Like that’s more and more important every day is like

in the United States and like the rest of the industrialized world,

so Western Europe, China, Japan, Korea,

like you’ve got this population bubble of like aging,

working, you know, working age folks who are,

you know, at some point over the next 20, 30 years,

they’re going to be largely retired.

And like you’re going to have more retired people

than working age people.

And then like you’ve got, you know,

sort of natural questions about who’s going to take care of

all the old folks and who’s going to do all the work.

And the answers to like all of these sorts of questions,

like where you’re sort of running into, you know,

like constraints of the, you know,

the world and of society has always been like

what tech is going to like help us get around this?

Like when I was a kid in the 70s and 80s,

like we talked all the time about like population boom,

population boom, like we’re going to,

like we’re not going to be able to like feed the planet.

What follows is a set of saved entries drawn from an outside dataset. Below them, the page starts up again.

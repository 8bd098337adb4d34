use chrono::{DateTime, Duration, Utc};
use serde::{Deserialize, Serialize};
use std::fmt;

/// Languages the upstream query filter understands.
#[derive(Debug, Clone, Copy, PartialEq, Eq, Serialize, Deserialize)]
#[serde(rename_all = "lowercase")]
pub enum Lang {
    Tr,
    En,
}

impl Lang {
    #[must_use]
    pub const fn as_str(self) -> &'static str {
        match self {
            Self::Tr => "tr",
            Self::En => "en",
        }
    }

    /// Exactly `"en"` (any casing) selects English; everything else falls
    /// back to Turkish.
    #[must_use]
    pub fn parse(raw: Option<&str>) -> Self {
        match raw {
            Some(s) if s.eq_ignore_ascii_case("en") => Self::En,
            _ => Self::Tr,
        }
    }
}

impl fmt::Display for Lang {
    fn fmt(&self, f: &mut fmt::Formatter<'_>) -> fmt::Result {
        f.write_str(self.as_str())
    }
}

/// A search request that already passed parameter validation.
///
/// The caller's bearer credential is deliberately not part of this value; it
/// travels alongside so it can never leak into cache keys or logs.
#[derive(Debug, Clone)]
pub struct SearchQuery {
    pub keywords: Vec<String>,

    pub hours: u32,

    pub lang: Lang,

    pub max: usize,
}

#[derive(Debug, Clone, Copy, Serialize, Deserialize)]
pub struct TimeWindow {
    pub start: DateTime<Utc>,
    pub end: DateTime<Utc>,
}

impl TimeWindow {
    /// The window ending now and reaching `hours` back.
    #[must_use]
    pub fn last_hours(hours: u32) -> Self {
        let end = Utc::now();
        Self {
            start: end - Duration::hours(i64::from(hours)),
            end,
        }
    }
}

#[derive(Debug, Clone, Copy, Default, PartialEq, Eq, Serialize, Deserialize)]
pub struct EngagementMetrics {
    pub like: u64,
    pub repost: u64,
    pub reply: u64,
    pub quote: u64,
}

#[derive(Debug, Clone, Default, PartialEq, Eq, Serialize, Deserialize)]
pub struct PostAuthor {
    pub id: Option<String>,

    /// Empty when the author was not present in the upstream user expansion.
    pub username: String,

    pub name: String,
}

/// One ranked post as served to the caller and stored in the cache.
#[derive(Debug, Clone, PartialEq, Serialize, Deserialize)]
pub struct ScoredPost {
    pub id: String,
    pub text: String,
    pub created_at: Option<String>,
    pub lang: Option<String>,
    pub author: PostAuthor,
    pub metrics: EngagementMetrics,
    pub score: f64,
    pub link: String,
}

#[derive(Debug, Clone, Copy, PartialEq, Eq, Serialize, Deserialize)]
pub struct CacheInfo {
    pub hit: bool,
    pub ttl_seconds: u64,
}

/// The full response body; also the exact value stored in the cache.
/// On a cache hit only `cache` is rewritten before responding.
#[derive(Debug, Clone, Serialize, Deserialize)]
pub struct SearchResponse {
    pub keywords: Vec<String>,

    /// The query string actually sent upstream.
    pub query: String,

    pub window: TimeWindow,

    /// Result count before truncation to the requested maximum.
    pub total_fetched: usize,

    pub results: Vec<ScoredPost>,

    pub cache: CacheInfo,
}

And like we were like right in the middle of the Green Revolution

where like this massive technology driven increase

in crop productivity like worldwide.

And like some of that was like taking some of the things

that we knew in the West and like getting them distributed

to the, you know, to the developing world.

And like part of it were things like, you know,

just smarter biology like helping us increase.

And like we don’t talk about like overpopulation anymore

because like we can more or less,

we sort of figured out how to feed the world.

Like that’s a technology story.

And so like I’m super, super hopeful about the future

and in the ways where we will be able to apply technology

to solve some of these super challenging problems.

Like I’ve, like one of the things that I’m trying to spend

my time doing right now is trying to get everybody else

to be hopeful as well because, you know, back to Harare,

like we are the stories that we tell.

Like if we, you know, if we get overly pessimistic right now

about like the potential future of technology,

like we, you know, like we may fail to get all of the things

in place that we need to like have our best possible future.

And that kind of hopeful optimism, I’m glad that you have it

because you’re leading large groups of engineers

that are actually defining, that are writing that story,

that are helping build that future, which is super exciting.

And I agree with everything you said except I do hope

Clippy comes back.

We miss him. I speak for the people.

So, Galen, thank you so much for talking to me.

Thank you so much for having me. It was a pleasure.